Since 2003 the International Finance Corporation (IFC) and the World Bank have been tracking the business-friendliness of government rules around the world. Things are looking up. Nearly all regions are catching up with the best practices seen in the richest countries.

This matters for many reasons. One is that onerous rules breed corruption. For as many countries as it can, the IFC plots its own measures of the regulatory burden against perceived levels of corruption, as ranked by Transparency International, a pressure group. As the chart shows, the more rules impede business, the more incentive businessfolk have to bribe them away. Lighter rules mean less baksheesh. They also mean a larger formal economy and a wider tax base.

In “Doing Business 2013”, published this week, the countries that score well are not those with no regulation at all—Somalia is a fearsome place to do business—but places where rules are simple and designed to make markets work better. The top 20 list includes the usual suspects: Singapore, Hong Kong, the Nordic countries, America. But less obvious entrants are there, too: Georgia, Malaysia and Thailand.

The most dramatic progress has come in making it simpler to jump through the regulatory hoops necessary to start a business. Since 2005 the average time it takes has fallen from 50 days to 30. Among the worst performers (the bottom quartile, which are mostly poor countries) the improvement has been slightly greater: from 112 days to 63. But they still have far to go: in New Zealand the process takes only one day.

In 2005 only a third of countries in sub-Saharan Africa were reforming; now over two-thirds are. Poland, Ukraine and Uzbekistan have made big gains. Even the sick men of Europe—Greece and Italy—are showing signs of progress. Unlike bail-outs, cutting rules comes cheap.

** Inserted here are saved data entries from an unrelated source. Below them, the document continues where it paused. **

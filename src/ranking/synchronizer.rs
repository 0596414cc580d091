//! Ranked List Synchronizer
//!
//! Keeps one parent's ranked list in sync with the persistence service.
//! Mutations are applied locally first and the resulting ranks are written
//! as one batch; if any write in the batch fails the local list is restored
//! from the pre-mutation snapshot and a failure notification is emitted.
//!
//! The batch is only as atomic as the backing store. The SQLite store runs
//! it in one transaction; the hosted store issues independent writes, so a
//! failure can leave remote ranks partially updated even after the local
//! rollback. `needs_repair` / `repair` exist to converge in that case.

use std::sync::Arc;

use log::{debug, error, warn};
use tokio::sync::watch;

use crate::domain::{DomainResult, Translation};
use crate::notify::{Notification, Notifier};
use crate::repository::PersistenceService;
use crate::session::Session;
use super::item::{ItemId, PositionUpdate, RankedItem};
use super::mutation::{self, Mutation};

/// Lifecycle of one list instance
#[derive(Debug, Clone, Copy, PartialEq, Eq)]
pub enum SyncState {
    Loading,
    Ready,
    /// A batch is in flight
    Mutating,
    /// Last batch failed and the list was restored; renders like `Ready`
    RolledBack,
}

/// Result of a user operation. Failures are reported through the notifier,
/// never as errors.
#[derive(Debug, Clone, Copy, PartialEq, Eq)]
pub enum SyncOutcome {
    Applied,
    /// No-op: unknown id, drop on self, or already preferred
    Unchanged,
    /// No write permission; nothing was touched
    Denied,
    /// Another batch is still in flight
    Busy,
    RolledBack,
}

/// An optimistic mutation waiting for its batch to settle
#[derive(Debug)]
pub struct PendingSync {
    generation: u64,
    mutation: Mutation,
    snapshot: Vec<RankedItem>,
    updates: Vec<PositionUpdate>,
}

impl PendingSync {
    pub fn updates(&self) -> &[PositionUpdate] {
        &self.updates
    }
}

pub struct RankedListSynchronizer {
    parent_id: i64,
    items: Vec<RankedItem>,
    state: SyncState,
    generation: u64,
    needs_repair: bool,
    store: Arc<dyn PersistenceService>,
    session: Session,
    notifier: Arc<dyn Notifier>,
    view: watch::Sender<Vec<RankedItem>>,
}

impl RankedListSynchronizer {
    pub fn new(
        parent_id: i64,
        store: Arc<dyn PersistenceService>,
        session: Session,
        notifier: Arc<dyn Notifier>,
    ) -> Self {
        let (view, _) = watch::channel(Vec::new());
        Self {
            parent_id,
            items: Vec::new(),
            state: SyncState::Loading,
            generation: 0,
            needs_repair: false,
            store,
            session,
            notifier,
            view,
        }
    }

    /// Build a ready list from rows the caller already fetched
    /// (e.g. translations embedded in a search result)
    pub fn with_rows(
        parent_id: i64,
        rows: Vec<Translation>,
        store: Arc<dyn PersistenceService>,
        session: Session,
        notifier: Arc<dyn Notifier>,
    ) -> Self {
        let mut sync = Self::new(parent_id, store, session, notifier);
        sync.install(rows);
        sync
    }

    fn install(&mut self, rows: Vec<Translation>) {
        self.needs_repair = mutation::needs_repair(&rows);
        self.items = mutation::from_translations(rows);
        self.state = SyncState::Ready;
        self.publish();
    }

    /// Fetch the list from the store, replacing local state
    pub async fn load(&mut self) -> DomainResult<()> {
        let previous = self.state;
        self.state = SyncState::Loading;
        match self.store.fetch_ranked_items(self.parent_id).await {
            Ok(rows) => {
                debug!("Loaded {} ranked items for parent {}", rows.len(), self.parent_id);
                self.install(rows);
                Ok(())
            }
            Err(e) => {
                error!("Failed to load ranked items for parent {}: {}", self.parent_id, e);
                // A failed reload keeps the list that is already shown usable
                self.state = previous;
                self.notifier
                    .notify(Notification::error("Could not load translations."));
                Err(e)
            }
        }
    }

    pub fn parent_id(&self) -> i64 {
        self.parent_id
    }

    pub fn items(&self) -> &[RankedItem] {
        &self.items
    }

    pub fn state(&self) -> SyncState {
        self.state
    }

    pub fn needs_repair(&self) -> bool {
        self.needs_repair
    }

    pub fn preferred(&self) -> Option<&RankedItem> {
        self.items.iter().find(|item| item.is_preferred)
    }

    /// Watch the rendered list; every optimistic change and rollback is published
    pub fn subscribe(&self) -> watch::Receiver<Vec<RankedItem>> {
        self.view.subscribe()
    }

    fn publish(&self) {
        self.view.send_replace(self.items.clone());
    }

    /// Apply `mutation` locally and return the batch to write.
    ///
    /// Rejected before any local change when the session cannot write, when a
    /// batch is already in flight, or when the mutation is a no-op.
    pub fn begin(&mut self, mutation: Mutation) -> Result<PendingSync, SyncOutcome> {
        if !self.session.can_write() {
            debug!("Ignoring {:?} on parent {}: no write access", mutation, self.parent_id);
            return Err(SyncOutcome::Denied);
        }
        if self.state == SyncState::Mutating || self.state == SyncState::Loading {
            debug!("Ignoring {:?} on parent {}: list is {:?}", mutation, self.parent_id, self.state);
            return Err(SyncOutcome::Busy);
        }
        let next = mutation::apply_mutation(&self.items, &mutation).ok_or(SyncOutcome::Unchanged)?;

        let updates = mutation::position_updates(&next);
        let snapshot = std::mem::replace(&mut self.items, next);
        self.generation += 1;
        self.state = SyncState::Mutating;
        self.publish();
        debug!(
            "Applied {:?} on parent {} optimistically, {} writes pending",
            mutation,
            self.parent_id,
            updates.len()
        );

        Ok(PendingSync {
            generation: self.generation,
            mutation,
            snapshot,
            updates,
        })
    }

    /// Finish a batch started by `begin` with its per-item results
    pub fn settle(&mut self, pending: PendingSync, results: Vec<DomainResult<()>>) -> SyncOutcome {
        if pending.generation != self.generation || self.state != SyncState::Mutating {
            warn!("Discarding stale batch result for parent {}", self.parent_id);
            return SyncOutcome::Unchanged;
        }

        let failures: Vec<String> = results
            .iter()
            .filter_map(|r| r.as_ref().err().map(|e| e.to_string()))
            .collect();
        let complete = results.len() == pending.updates.len();

        if failures.is_empty() && complete {
            self.state = SyncState::Ready;
            self.needs_repair = false;
            if let Mutation::Promote(_) = pending.mutation {
                self.notifier
                    .notify(Notification::success("Preferred translation updated."));
            }
            return SyncOutcome::Applied;
        }

        warn!(
            "Rolling back {:?} on parent {}: {} failed, {} of {} results received ({})",
            pending.mutation,
            self.parent_id,
            failures.len(),
            results.len(),
            pending.updates.len(),
            failures.join("; ")
        );
        self.items = pending.snapshot;
        self.state = SyncState::RolledBack;
        // Remote ranks may now differ from what is shown
        self.needs_repair = true;
        self.publish();
        let message = match pending.mutation {
            Mutation::Promote(_) => "Could not save the change.",
            Mutation::Move { .. } => "Could not save the new order.",
        };
        self.notifier.notify(Notification::error(message));
        SyncOutcome::RolledBack
    }

    async fn run(&mut self, mutation: Mutation) -> SyncOutcome {
        let pending = match self.begin(mutation) {
            Ok(pending) => pending,
            Err(outcome) => return outcome,
        };
        let results = self.store.bulk_upsert_positions(&pending.updates).await;
        self.settle(pending, results)
    }

    /// Drag `item` and drop it onto `onto`
    pub async fn reorder(&mut self, item: ItemId, onto: ItemId) -> SyncOutcome {
        self.run(Mutation::Move { item, onto }).await
    }

    /// Make `item` the preferred entry
    pub async fn promote(&mut self, item: ItemId) -> SyncOutcome {
        self.run(Mutation::Promote(item)).await
    }

    /// Delete a stored entry. The last entry of a list cannot be deleted here;
    /// a term keeps at least one translation.
    pub async fn delete(&mut self, item: ItemId) -> SyncOutcome {
        if !self.session.can_write() {
            return SyncOutcome::Denied;
        }
        if self.state == SyncState::Mutating || self.state == SyncState::Loading {
            return SyncOutcome::Busy;
        }
        let (index, id) = match (mutation::index_of(&self.items, item), item.stored()) {
            (Some(index), Some(id)) => (index, id),
            _ => return SyncOutcome::Unchanged,
        };
        if self.items.len() == 1 {
            self.notifier
                .notify(Notification::error("A term needs at least one translation."));
            return SyncOutcome::Unchanged;
        }

        let snapshot = self.items.clone();
        self.items.remove(index);
        mutation::reindex(&mut self.items);
        self.state = SyncState::Mutating;
        self.publish();

        match self.store.delete_item(id).await {
            Ok(()) => {
                // Close the gap left behind so the stored ranks match the list
                let updates = mutation::position_updates(&self.items);
                let results = self.store.bulk_upsert_positions(&updates).await;
                self.state = SyncState::Ready;
                if results.len() == updates.len() && results.iter().all(|r| r.is_ok()) {
                    self.needs_repair = false;
                } else {
                    warn!("Re-ranking parent {} after deleting {} failed", self.parent_id, id);
                    self.needs_repair = true;
                    self.notifier
                        .notify(Notification::error("Could not save the new order."));
                }
                SyncOutcome::Applied
            }
            Err(e) => {
                warn!("Rolling back delete of {} on parent {}: {}", id, self.parent_id, e);
                self.items = snapshot;
                self.state = SyncState::RolledBack;
                self.publish();
                self.notifier
                    .notify(Notification::error("Could not delete the translation."));
                SyncOutcome::RolledBack
            }
        }
    }

    /// Write the displayed ranks back when the stored ones disagree
    pub async fn repair(&mut self) -> SyncOutcome {
        if !self.needs_repair {
            return SyncOutcome::Unchanged;
        }
        if !self.session.can_write() {
            return SyncOutcome::Denied;
        }
        if self.state == SyncState::Mutating || self.state == SyncState::Loading {
            return SyncOutcome::Busy;
        }
        let updates = mutation::position_updates(&self.items);
        self.state = SyncState::Mutating;
        let results = self.store.bulk_upsert_positions(&updates).await;
        if results.len() == updates.len() && results.iter().all(|r| r.is_ok()) {
            self.state = SyncState::Ready;
            self.needs_repair = false;
            SyncOutcome::Applied
        } else {
            error!("Repairing ranks for parent {} failed", self.parent_id);
            self.state = SyncState::RolledBack;
            self.notifier
                .notify(Notification::error("Could not save the new order."));
            SyncOutcome::RolledBack
        }
    }
}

What does this mean in the world of PR? Well, it is now clearly easier to set up an international operation (and not just helicopter in, do some work, and fly out again). With that comes brand reputation management and promotional requirements. With that also comes a need to understand and act congurent with the local country.  And guess what, that means a need for international public relations.

As a new country is exanded too, it's obvious that a dedicated PR team is not going to be amoung the top hires. Typically there is a need for sales (which are the first hires), followed by operational folkes to keep the sales going. 

A new county expansion may not be in the core competencies of the existing public relations team (be that in-house or agency). Just reaching out to a local agency without knowledge and experience may not result in the best ROI. Paramount is finding a solution that is trustworthy, can manage your account from your home country, understands the local strategy and can implement that with a local team.